Hay por ello un paso más que causa un daño aún mayor que invisibilizar negando un nombre: le pone otro que lo desvirtúa y no lo clarifica. No borra sus huellas, sino que genera falsos rastros. Así, por seguir la analogía con la enfermedad, negando la “violencia de género”, se diagnostica equivocadamente. Este negar supone otra muerte: la de lo que hay, la de la realidad empírica para larga vida del propio relato y con ella arrastra más muertes. Se mata con doble violencia: la del crimen y la del sistema. Traslada un problema estructural y público al ámbito de lo privado, es decir, a la intimidad de lo doméstico. Es, por tanto, un negligente (nec-legere) porque al no (nec-) leer (legere) adecuadamente la realidad, obcecado en su no, no elige las herramientas adecuadas y causa más mal que bien.

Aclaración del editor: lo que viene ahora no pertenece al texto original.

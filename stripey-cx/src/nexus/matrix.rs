//! Character matrix construction

use super::ExportError;
use regex::Regex;
use std::collections::{BTreeSet, HashMap, HashSet};

/// Symbol for a unit the witness has no data for
pub const MISSING: char = '-';
/// Symbol for the empty reading (label 0)
pub const GAP: char = '?';

const LETTERS: &str = "abcdefghijklmnopqrstuvwxyzABCDEFGHIJKLMNOPQRSTUVWXYZ";
const DIGITS: &str = "0123456789";

/// Character set used for reading labels
#[derive(Debug, Clone, Copy, PartialEq, Eq, Default)]
pub enum Alphabet {
    #[default]
    Letters,
    /// Restricted to 0-9 for tools that only accept digits
    Digits,
}

impl Alphabet {
    pub fn parse(value: &str) -> Option<Self> {
        match value {
            "letters" => Some(Alphabet::Letters),
            "digits" => Some(Alphabet::Digits),
            _ => None,
        }
    }

    fn chars(&self) -> &'static str {
        match self {
            Alphabet::Letters => LETTERS,
            Alphabet::Digits => DIGITS,
        }
    }

    /// Symbol for reading label `label >= 1`
    pub fn symbol(&self, label: i64) -> Option<char> {
        if label < 1 {
            return None;
        }
        self.chars().chars().nth((label - 1) as usize)
    }
}

/// One variant unit in export order
#[derive(Debug, Clone, PartialEq, Eq)]
pub struct UnitRef {
    pub variant_id: i64,
    pub verse_id: i64,
    pub chapter: i64,
    pub verse: i64,
    pub variant_num: i64,
}

impl UnitRef {
    pub fn describe(&self) -> String {
        format!("{}:{} unit {}", self.chapter, self.verse, self.variant_num)
    }
}

/// What one witness/hand attests across the scope
#[derive(Debug, Clone, Default, PartialEq, Eq)]
pub struct TaxonData {
    pub label: String,
    /// Witness reference, matched by exclusion patterns
    pub witness_ref: String,
    /// Verses the taxon has a stripe in
    pub verses: HashSet<i64>,
    /// Reading label per variant id
    pub readings: HashMap<i64, i64>,
}

/// Units and taxa for one export
#[derive(Debug, Clone, Default)]
pub struct ExportScope {
    pub units: Vec<UnitRef>,
    pub taxa: Vec<TaxonData>,
}

#[derive(Debug, Clone, Default)]
pub struct ExportOptions {
    pub alphabet: Alphabet,
    pub exclude: Vec<Regex>,
    /// Minimum share of the best-attested taxon's coverage, 0.0 keeps everyone
    pub fragmentary_threshold: f64,
}

/// A finished matrix: one row of `nchar` symbols per taxon
#[derive(Debug, Clone, PartialEq, Eq)]
pub struct Matrix {
    pub rows: Vec<(String, String)>,
    pub nchar: usize,
    pub symbols: BTreeSet<char>,
}

/// Taxon label: sigla joined with the hand, restricted to NEXUS-safe characters
pub fn taxon_label(witness_short: &str, hand: &str) -> String {
    let raw = if hand == crate::witness::FIRSTHAND {
        witness_short.to_string()
    } else {
        format!("{}_{}", witness_short, hand)
    };
    raw.chars()
        .map(|c| {
            if c.is_ascii_alphanumeric() || matches!(c, '_' | '.' | '-') {
                c
            } else {
                '_'
            }
        })
        .collect()
}

/// Build the matrix for a scope
pub fn build_matrix(scope: &ExportScope, options: &ExportOptions) -> Result<Matrix, ExportError> {
    if scope.units.is_empty() {
        return Err(ExportError::EmptyScope);
    }

    let mut rows: Vec<(String, String, usize)> = Vec::new();
    for taxon in &scope.taxa {
        if options
            .exclude
            .iter()
            .any(|re| re.is_match(&taxon.witness_ref) || re.is_match(&taxon.label))
        {
            tracing::debug!(taxon = %taxon.label, "Excluded by pattern");
            continue;
        }

        let mut row = String::with_capacity(scope.units.len());
        let mut attested = 0;
        for unit in &scope.units {
            if !taxon.verses.contains(&unit.verse_id) {
                row.push(MISSING);
                continue;
            }
            let label = taxon
                .readings
                .get(&unit.variant_id)
                .copied()
                .ok_or_else(|| ExportError::MissingReading {
                    unit: unit.describe(),
                    taxon: taxon.label.clone(),
                })?;
            if label == 0 {
                row.push(GAP);
            } else {
                let symbol = options
                    .alphabet
                    .symbol(label)
                    .ok_or_else(|| ExportError::LabelOutOfRange {
                        unit: unit.describe(),
                        label,
                    })?;
                row.push(symbol);
                attested += 1;
            }
        }
        rows.push((taxon.label.clone(), row, attested));
    }

    let best = rows.iter().map(|(_, _, n)| *n).max().unwrap_or(0);
    if options.fragmentary_threshold > 0.0 && best > 0 {
        rows.retain(|(label, _, n)| {
            let keep = (*n as f64) / (best as f64) >= options.fragmentary_threshold;
            if !keep {
                tracing::info!(taxon = %label, attested = n, best, "Dropping fragmentary witness");
            }
            keep
        });
    }

    let nchar = scope.units.len();
    let mut symbols = BTreeSet::new();
    let mut used_labels = HashSet::new();
    let mut matrix_rows = Vec::with_capacity(rows.len());
    for (label, row, _) in rows {
        let found = row.chars().count();
        if found != nchar {
            return Err(ExportError::RowLength {
                taxon: label,
                expected: nchar,
                found,
            });
        }
        symbols.extend(row.chars().filter(|c| *c != MISSING && *c != GAP));

        let mut unique = label.clone();
        let mut n = 2;
        while !used_labels.insert(unique.clone()) {
            unique = format!("{}_{}", label, n);
            n += 1;
        }
        matrix_rows.push((unique, row));
    }

    Ok(Matrix {
        rows: matrix_rows,
        nchar,
        symbols,
    })
}
//! Manuscript documents
//!
//! One TEI document per witness: metadata, declared hand order, and the
//! parsed chapters and verses.

use super::parser::VerseParser;
use super::snippet::{HandKey, HandOrder, HandResolutionError, Snippet};
use super::ParseError;
use roxmltree::{Document, Node, ParsingOptions};
use std::collections::BTreeMap;
use std::path::Path;
use tracing::{debug, info};

const XML_NAMESPACE: &str = "http://www.w3.org/XML/1998/namespace";

/// A resolved verse text and the label of the hand that produced it
#[derive(Debug, Clone, PartialEq, Eq)]
pub struct VerseText {
    pub hand: String,
    pub text: String,
}

/// One occurrence of a verse in a manuscript
#[derive(Debug, Clone)]
pub struct Verse {
    pub chapter: u32,
    pub num: u32,
    pub snippet: Snippet,
}

impl Verse {
    /// Resolved text for every hand attested in the verse
    ///
    /// Hands are returned in hand order. Texts that resolve to nothing are
    /// omitted.
    pub fn get_texts(&self, order: &HandOrder) -> Result<Vec<VerseText>, HandResolutionError> {
        let mut hands: Vec<HandKey> = self.snippet.hands().into_iter().collect();
        hands.sort_by_key(|k| (order.position(&k.name).unwrap_or(usize::MAX), k.kind.clone()));

        let mut texts = Vec::new();
        for key in hands {
            let text = self.snippet.get_text(&key, order)?;
            let text = text.trim();
            if !text.is_empty() {
                texts.push(VerseText {
                    hand: key.display_label(),
                    text: text.to_string(),
                });
            }
        }
        Ok(texts)
    }
}

/// A chapter and its verses
///
/// A verse number may occur more than once in commentary manuscripts; every
/// occurrence is kept in document order.
#[derive(Debug, Clone)]
pub struct Chapter {
    pub num: u32,
    pub verses: BTreeMap<u32, Vec<Verse>>,
}

/// A parsed witness document
#[derive(Debug, Clone)]
pub struct Manuscript {
    pub name: String,
    /// Book name from `<title type="short">`
    pub book: Option<String>,
    /// Book number from `<title type="work" n="..">`
    pub book_num: Option<i64>,
    /// `ms_name` plus one entry per `<altIdentifier type="..">`
    pub ms_desc: BTreeMap<String, String>,
    pub order_of_hands: HandOrder,
    pub chapters: BTreeMap<u32, Chapter>,
}

impl Manuscript {
    /// Read and parse a manuscript file
    pub fn from_file(name: &str, path: &Path) -> Result<Self, ParseError> {
        info!("Parsing {}", path.display());
        let xml = std::fs::read_to_string(path).map_err(|source| ParseError::Io {
            path: path.display().to_string(),
            source,
        })?;
        Self::parse(name, &xml)
    }

    /// Parse a manuscript from its XML text
    pub fn parse(name: &str, xml: &str) -> Result<Self, ParseError> {
        let options = ParsingOptions {
            allow_dtd: true,
            ..ParsingOptions::default()
        };
        let doc = Document::parse_with_options(xml, options)?;

        let mut ms = Manuscript {
            name: name.to_string(),
            book: None,
            book_num: None,
            ms_desc: BTreeMap::new(),
            order_of_hands: HandOrder::default(),
            chapters: BTreeMap::new(),
        };

        ms.parse_metadata(&doc)?;
        info!(
            witness = %ms.name,
            "{} hands defined: {}",
            ms.order_of_hands.names().len(),
            ms.order_of_hands.names().join(", ")
        );

        for div in doc
            .descendants()
            .filter(|n| is_tag(n, "div") && n.attribute("type") == Some("chapter"))
        {
            ms.parse_chapter(div)?;
        }

        debug!("Finished parsing {}", ms.name);
        Ok(ms)
    }

    fn parse_metadata(&mut self, doc: &Document) -> Result<(), ParseError> {
        if let Some(ms_name) = doc.descendants().find(|n| is_tag(n, "msName")) {
            self.ms_desc
                .insert("ms_name".to_string(), ms_name.text().unwrap_or("").trim().to_string());
        }

        for alt in doc.descendants().filter(|n| is_tag(n, "altIdentifier")) {
            let kind = alt.attribute("type").ok_or(ParseError::MissingIdentifierType)?;
            let idno = alt
                .children()
                .find(|c| is_tag(c, "idno"))
                .and_then(|c| c.text())
                .unwrap_or("")
                .trim();
            self.ms_desc.insert(kind.to_string(), idno.to_string());
        }

        for title in doc.descendants().filter(|n| is_tag(n, "title")) {
            match title.attribute("type") {
                Some("short") => {
                    self.book = title.text().map(|t| t.trim().to_string());
                    info!("Detected book: {:?}", self.book);
                }
                Some("work") => {
                    self.book_num = title.attribute("n").and_then(leading_digits_number);
                }
                _ => {}
            }
        }

        let declared: Vec<String> = doc
            .descendants()
            .filter(|n| is_tag(n, "listWit"))
            .flat_map(|list| list.children().filter(|c| is_tag(c, "witness")))
            .filter_map(|w| w.attribute((XML_NAMESPACE, "id")))
            .map(str::to_string)
            .collect();
        self.order_of_hands = HandOrder::new(declared);

        Ok(())
    }

    /// Add the verses of one chapter container; repeats extend the chapter
    fn parse_chapter(&mut self, div: Node) -> Result<(), ParseError> {
        let raw = div.attribute("n").ok_or_else(|| ParseError::MissingNumber {
            element: "div".to_string(),
        })?;
        let num = composite_number(raw, 'K')?;

        if self.chapters.contains_key(&num) {
            debug!("Duplicate chapter {} - adding verses", num);
        } else {
            debug!("Found chapter {}", num);
        }

        let mut verses = Vec::new();
        for ab in div.children().filter(|c| is_tag(c, "ab")) {
            let raw = ab.attribute("n").ok_or_else(|| ParseError::MissingNumber {
                element: "ab".to_string(),
            })?;
            let verse_num = composite_number(raw, 'V')?;
            let snippet = VerseParser::new(&self.order_of_hands, num, verse_num).parse(ab)?;
            verses.push(Verse {
                chapter: num,
                num: verse_num,
                snippet,
            });
        }

        let chapter = self.chapters.entry(num).or_insert_with(|| Chapter {
            num,
            verses: BTreeMap::new(),
        });
        for verse in verses {
            chapter.verses.entry(verse.num).or_default().push(verse);
        }

        Ok(())
    }
}

fn is_tag(node: &Node, name: &str) -> bool {
    node.is_element() && node.tag_name().name() == name
}

/// Trailing number of a composite reference
///
/// "B04K12" with marker 'K' gives 12, "B04K12V17" with 'V' gives 17. Plain
/// numbers are taken as they are.
fn composite_number(raw: &str, marker: char) -> Result<u32, ParseError> {
    let tail = if raw.starts_with('B') {
        raw.rsplit(marker).next().unwrap_or(raw)
    } else {
        raw
    };
    tail.trim()
        .parse()
        .map_err(|_| ParseError::BadNumber(raw.to_string()))
}

fn leading_digits_number(raw: &str) -> Option<i64> {
    raw.trim_start_matches(|c: char| !c.is_ascii_digit()).parse().ok()
}
//! Oracle self-test
//!
//! Aligns a fixed five-witness sample with every algorithm and compares the
//! tables against known-good responses.

use crate::oracle::{AlignmentOracle, AlignmentRequest, AlignmentResponse, Algorithm, OracleError, WitnessContent};
use thiserror::Error;
use tracing::info;

const SAMPLE: [(&str, &str); 5] = [
    ("1", "This is a test"),
    ("2", "This is test"),
    ("3", "This is a testimony"),
    ("4", "These are tests"),
    ("5", "This is a a test"),
];

#[derive(Debug, Error)]
pub enum SelftestError {
    #[error(transparent)]
    Oracle(#[from] OracleError),

    #[error("{algorithm} returned an unexpected alignment: {actual:?}")]
    Mismatch {
        algorithm: Algorithm,
        actual: AlignmentResponse,
    },
}

pub fn sample_request(algorithm: Algorithm, fuzzy_edit_distance: u32) -> AlignmentRequest {
    let witnesses = SAMPLE
        .iter()
        .map(|(id, content)| WitnessContent {
            id: id.to_string(),
            content: content.to_string(),
        })
        .collect();
    AlignmentRequest::new(witnesses, algorithm, fuzzy_edit_distance)
}

fn cells(row: &[&[&str]]) -> Vec<Vec<String>> {
    row.iter()
        .map(|tokens| tokens.iter().map(|t| t.to_string()).collect())
        .collect()
}

/// Known-good alignment of the sample
pub fn expected_response(algorithm: Algorithm) -> AlignmentResponse {
    let table: Vec<Vec<Vec<String>>> = match algorithm {
        Algorithm::Dekker => vec![
            cells(&[&["This ", "is "], &["This ", "is "], &["This ", "is "], &["These ", "are "], &["This ", "is "]]),
            cells(&[&["a "], &[], &["a "], &[], &["a "]]),
            cells(&[&[], &[], &["testimony"], &[], &["a "]]),
            cells(&[&["test"], &["test"], &[], &["tests"], &["test"]]),
        ],
        Algorithm::NeedlemanWunsch => vec![
            cells(&[&[], &[], &[], &[], &["This "]]),
            cells(&[&["This "], &[], &["This "], &[], &["is "]]),
            cells(&[&["is ", "a "], &["This ", "is "], &["is ", "a "], &["These ", "are "], &["a ", "a "]]),
            cells(&[&["test"], &["test"], &["testimony"], &["tests"], &["test"]]),
        ],
        Algorithm::Medite => vec![
            cells(&[&[], &[], &[], &[], &["This "]]),
            cells(&[&["This "], &[], &["This "], &["These "], &["is "]]),
            cells(&[&["is "], &["This "], &["is "], &["are "], &["a "]]),
            cells(&[&["a "], &["is "], &["a "], &[], &["a "]]),
            cells(&[&["test"], &["test"], &["testimony"], &["tests"], &["test"]]),
        ],
    };
    AlignmentResponse {
        witnesses: SAMPLE.iter().map(|(id, _)| id.to_string()).collect(),
        table,
    }
}

/// Check every algorithm against its known-good alignment
///
/// The oracle must already be started.
pub async fn run_selftest(oracle: &dyn AlignmentOracle, fuzzy_edit_distance: u32) -> Result<(), SelftestError> {
    for algorithm in Algorithm::ALL {
        let actual = oracle.align(&sample_request(algorithm, fuzzy_edit_distance)).await?;
        if actual != expected_response(algorithm) {
            return Err(SelftestError::Mismatch { algorithm, actual });
        }
        info!(algorithm = %algorithm, "Alignment matches");
    }
    info!("All tests passed");
    Ok(())
}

Dogmático negativo que niega al otro para reforzar su mundo, el negacionista no reconoce el dolor del otro ni es capaz de mirar a la cara a aquellas personas que, sin embargo, dice querer proteger. La violencia no es siempre la misma violencia, aunque el “no” absoluto sí conduce siempre a una nada que, sin embargo, puede ser el todo del horror que experimenta alguien y que si no se encara adecuadamente desemboca en muerte. Una muerte (nex) que es violenta e incluso, como dijera Ovidio, una matanza. Hay palabras pues que matan. Afortunadamente hay también palabras que salvan integrando en el sistema, poniendo nombres a lo que es y nombrando los nombres propios. Porque las vemos, a ellas, a las víctimas de la violencia de género, las reconocemos y no miramos hacia otro lado. Y decimos “no” ante violencia de género y ante quienes niegan su existencia. El “no” que afirma también salva. Ante la muerte, la vida. Vivas nos queremos.